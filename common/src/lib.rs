#![allow(clippy::match_like_matches_macro)]
#![allow(clippy::module_inception)]
#![allow(clippy::too_many_arguments)]
#![allow(clippy::type_complexity)]

pub mod api;
pub mod approval;
pub mod chain;
pub mod config;
pub mod fund;
pub mod rebalance;
pub mod risk;
pub mod serde_utils;
pub mod time;
use async_trait::async_trait;
use log::trace;

use meridian_common::time::TimestampMillis;

use crate::core::{
    error::StorageError,
    storage::{LeaseRecord, SledStorage},
};

// TTL'd singleton leases built on compare-and-set. The holder string is the
// instance id; a replacement only wins once the previous lease lapsed.
#[async_trait]
pub trait LeaseProvider {
    async fn try_acquire_lease(
        &self,
        name: &str,
        holder: &str,
        ttl_ms: u64,
        now: TimestampMillis,
    ) -> Result<bool, StorageError>;

    // Renewal only succeeds for the current holder
    async fn renew_lease(
        &self,
        name: &str,
        holder: &str,
        ttl_ms: u64,
        now: TimestampMillis,
    ) -> Result<bool, StorageError>;

    async fn release_lease(&self, name: &str, holder: &str) -> Result<(), StorageError>;

    async fn get_lease(&self, name: &str) -> Result<Option<LeaseRecord>, StorageError>;
}

#[async_trait]
impl LeaseProvider for SledStorage {
    async fn try_acquire_lease(
        &self,
        name: &str,
        holder: &str,
        ttl_ms: u64,
        now: TimestampMillis,
    ) -> Result<bool, StorageError> {
        let key = name.as_bytes();
        let current = self.leases.get(key)?;
        if let Some(existing) = current.as_ref() {
            let record: LeaseRecord = Self::decode(existing)?;
            if record.expires_at > now && record.holder != holder {
                trace!("lease '{}' held by {}", name, record.holder);
                return Ok(false);
            }
        }

        let record = LeaseRecord {
            holder: holder.to_string(),
            expires_at: now + ttl_ms,
        };
        let encoded = Self::encode(&record)?;
        // CAS against the state we just read; a concurrent claimer wins the race
        let swapped = self
            .leases
            .compare_and_swap(key, current, Some(encoded))?
            .is_ok();
        Ok(swapped)
    }

    async fn renew_lease(
        &self,
        name: &str,
        holder: &str,
        ttl_ms: u64,
        now: TimestampMillis,
    ) -> Result<bool, StorageError> {
        let key = name.as_bytes();
        let Some(current) = self.leases.get(key)? else {
            return Ok(false);
        };
        let record: LeaseRecord = Self::decode(&current)?;
        if record.holder != holder {
            return Ok(false);
        }

        let renewed = LeaseRecord {
            holder: holder.to_string(),
            expires_at: now + ttl_ms,
        };
        let encoded = Self::encode(&renewed)?;
        let swapped = self
            .leases
            .compare_and_swap(key, Some(current), Some(encoded))?
            .is_ok();
        Ok(swapped)
    }

    async fn release_lease(&self, name: &str, holder: &str) -> Result<(), StorageError> {
        let key = name.as_bytes();
        if let Some(current) = self.leases.get(key)? {
            let record: LeaseRecord = Self::decode(&current)?;
            if record.holder == holder {
                let _ = self.leases.compare_and_swap(key, Some(current), None::<&[u8]>)?;
            }
        }
        Ok(())
    }

    async fn get_lease(&self, name: &str) -> Result<Option<LeaseRecord>, StorageError> {
        Self::get_decoded(&self.leases, name.as_bytes())
    }
}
++++
Task item | For the records above, state the number of lines that contain "Option", and provide nothing further.

Written response | 2